[The records]
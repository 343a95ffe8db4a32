use crate::dal::batch_placeholders;
use crate::models::{SNOWFLAKE_TABLE, SnowflakeRecord};
use anyhow::{Context, Result, anyhow};
use mysql_async::prelude::Queryable;
use mysql_async::{Pool, Value};
use sonyflake::Sonyflake;
use std::sync::{Arc, Mutex};

/// data access for the numeric-key table. owns the id generator and assigns
/// ids to records that arrive without one, so callers can collect the
/// generated keys afterwards.
#[derive(Clone)]
pub struct SnowflakeDal {
    pool: Pool,
    generator: Arc<Mutex<Sonyflake>>,
}

impl SnowflakeDal {
    pub fn new(pool: Pool) -> Result<Self> {
        let generator = Sonyflake::new().context("initializing the snowflake id generator")?;
        Ok(Self {
            pool,
            generator: Arc::new(Mutex::new(generator)),
        })
    }

    /// draws the next id from the shared generator
    pub fn next_id(&self) -> Result<u64> {
        let mut generator = self
            .generator
            .lock()
            .map_err(|_| anyhow!("snowflake generator mutex poisoned"))?;
        Ok(generator.next_id()?)
    }

    /// inserts the record, assigning a fresh id first when it has none
    pub async fn create(&self, record: &mut SnowflakeRecord) -> Result<()> {
        if record.id == 0 {
            record.id = self.next_id()?;
        }
        let mut conn = self.pool.get_conn().await?;
        conn.exec_drop(
            format!("INSERT INTO {SNOWFLAKE_TABLE} (id, name, email, nickname) VALUES (?, ?, ?, ?)"),
            (
                record.id,
                record.name.as_str(),
                record.email.as_str(),
                record.nickname.as_str(),
            ),
        )
        .await?;
        Ok(())
    }

    /// point lookup by primary key; a missing row is an error
    pub async fn get_by_id(&self, id: u64) -> Result<SnowflakeRecord> {
        let mut conn = self.pool.get_conn().await?;
        let row: Option<(u64, String, String, String)> = conn
            .exec_first(
                format!("SELECT id, name, email, nickname FROM {SNOWFLAKE_TABLE} WHERE id = ?"),
                (id,),
            )
            .await?;
        let (id, name, email, nickname) = row.with_context(|| format!("no row with id {id}"))?;
        Ok(SnowflakeRecord {
            id,
            name,
            email,
            nickname,
        })
    }

    /// rewrites every non-key column of the row keyed by `record.id`
    pub async fn update(&self, record: &SnowflakeRecord) -> Result<()> {
        let mut conn = self.pool.get_conn().await?;
        conn.exec_drop(
            format!("UPDATE {SNOWFLAKE_TABLE} SET name = ?, email = ?, nickname = ? WHERE id = ?"),
            (
                record.name.as_str(),
                record.email.as_str(),
                record.nickname.as_str(),
                record.id,
            ),
        )
        .await?;
        Ok(())
    }

    pub async fn delete(&self, id: u64) -> Result<()> {
        let mut conn = self.pool.get_conn().await?;
        conn.exec_drop(
            format!("DELETE FROM {SNOWFLAKE_TABLE} WHERE id = ?"),
            (id,),
        )
        .await?;
        Ok(())
    }

    /// inserts all records with one multi-row statement, assigning ids to any
    /// record missing one
    pub async fn insert_batch(&self, records: &mut [SnowflakeRecord]) -> Result<()> {
        if records.is_empty() {
            return Ok(());
        }
        for record in records.iter_mut() {
            if record.id == 0 {
                record.id = self.next_id()?;
            }
        }
        let stmt = format!(
            "INSERT INTO {SNOWFLAKE_TABLE} (id, name, email, nickname) VALUES {}",
            batch_placeholders(4, records.len())
        );
        let mut params = Vec::with_capacity(records.len() * 4);
        for record in records.iter() {
            params.push(Value::from(record.id));
            params.push(Value::from(record.name.as_str()));
            params.push(Value::from(record.email.as_str()));
            params.push(Value::from(record.nickname.as_str()));
        }
        let mut conn = self.pool.get_conn().await?;
        conn.exec_drop(stmt, params).await?;
        Ok(())
    }
}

[Task to carry out] Copy each line of the listing that carries the string "stmt".

[Response to this task]
        let stmt = format!(
        conn.exec_drop(stmt, params).await?;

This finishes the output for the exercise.